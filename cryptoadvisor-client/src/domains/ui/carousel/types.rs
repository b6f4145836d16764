//! Shared types for the carousel module

use std::cmp::Ordering;
use std::fmt::Debug;
use std::hash::Hash;
use std::sync::Arc;
use std::time::Duration;

use cryptoadvisor_model::MarketCard;
use thiserror::Error;

use crate::infra::constants::carousel::AUTOPLAY_INTERVAL;

/// Unique key for identifying carousels throughout the app.
/// At most one keyboard listener is registered per key.
#[derive(Debug, Clone, PartialEq, Eq, Hash)]
pub enum CarouselKey {
    TopMarkets,
    Portfolio,
    Custom(&'static str),
}

/// Something a carousel can show. The key identifies an item across
/// refreshes of the collection, so expansion survives a reload.
pub trait CarouselItem: Clone + Send + Sync + 'static {
    type Key: Clone + Eq + Hash + Debug + Send + Sync + 'static;

    fn key(&self) -> Self::Key;
}

impl CarouselItem for MarketCard {
    type Key = String;

    fn key(&self) -> String {
        self.symbol.clone()
    }
}

pub type Filter<T> = Arc<dyn Fn(&T) -> bool + Send + Sync>;
pub type Comparator<T> = Arc<dyn Fn(&T, &T) -> Ordering + Send + Sync>;

/// Static configuration for a carousel instance.
#[derive(Debug, Clone, Copy, PartialEq, Eq)]
pub struct CarouselConfig {
    pub page_size: usize,
    pub autoplay_interval: Duration,
    /// Enable autoplay as soon as the carousel mounts.
    pub autoplay_on_mount: bool,
}

impl CarouselConfig {
    /// One card at a time, advancing on its own.
    pub const fn top_markets() -> Self {
        Self {
            page_size: 1,
            autoplay_interval: AUTOPLAY_INTERVAL,
            autoplay_on_mount: true,
        }
    }

    pub const fn grid(page_size: usize) -> Self {
        Self {
            page_size,
            autoplay_interval: AUTOPLAY_INTERVAL,
            autoplay_on_mount: false,
        }
    }
}

impl Default for CarouselConfig {
    fn default() -> Self {
        Self::grid(3)
    }
}

#[derive(Debug, Clone, Copy, PartialEq, Eq, Error)]
pub enum CarouselError {
    #[error("Page size must be at least 1")]
    InvalidPageSize,
}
· · · · ·
**Directions:**
What should appear is an exact copy of the lines from the one with "fn key(&self) -> String" through the end of the entries above, ends included, and no other text.

**Exercise response:**
    fn key(&self) -> String {
        self.symbol.clone()
    }
}

pub type Filter<T> = Arc<dyn Fn(&T) -> bool + Send + Sync>;
pub type Comparator<T> = Arc<dyn Fn(&T, &T) -> Ordering + Send + Sync>;

/// Static configuration for a carousel instance.
#[derive(Debug, Clone, Copy, PartialEq, Eq)]
pub struct CarouselConfig {
    pub page_size: usize,
    pub autoplay_interval: Duration,
    /// Enable autoplay as soon as the carousel mounts.
    pub autoplay_on_mount: bool,
}

impl CarouselConfig {
    /// One card at a time, advancing on its own.
    pub const fn top_markets() -> Self {
        Self {
            page_size: 1,
            autoplay_interval: AUTOPLAY_INTERVAL,
            autoplay_on_mount: true,
        }
    }

    pub const fn grid(page_size: usize) -> Self {
        Self {
            page_size,
            autoplay_interval: AUTOPLAY_INTERVAL,
            autoplay_on_mount: false,
        }
    }
}

impl Default for CarouselConfig {
    fn default() -> Self {
        Self::grid(3)
    }
}

#[derive(Debug, Clone, Copy, PartialEq, Eq, Error)]
pub enum CarouselError {
    #[error("Page size must be at least 1")]
    InvalidPageSize,
}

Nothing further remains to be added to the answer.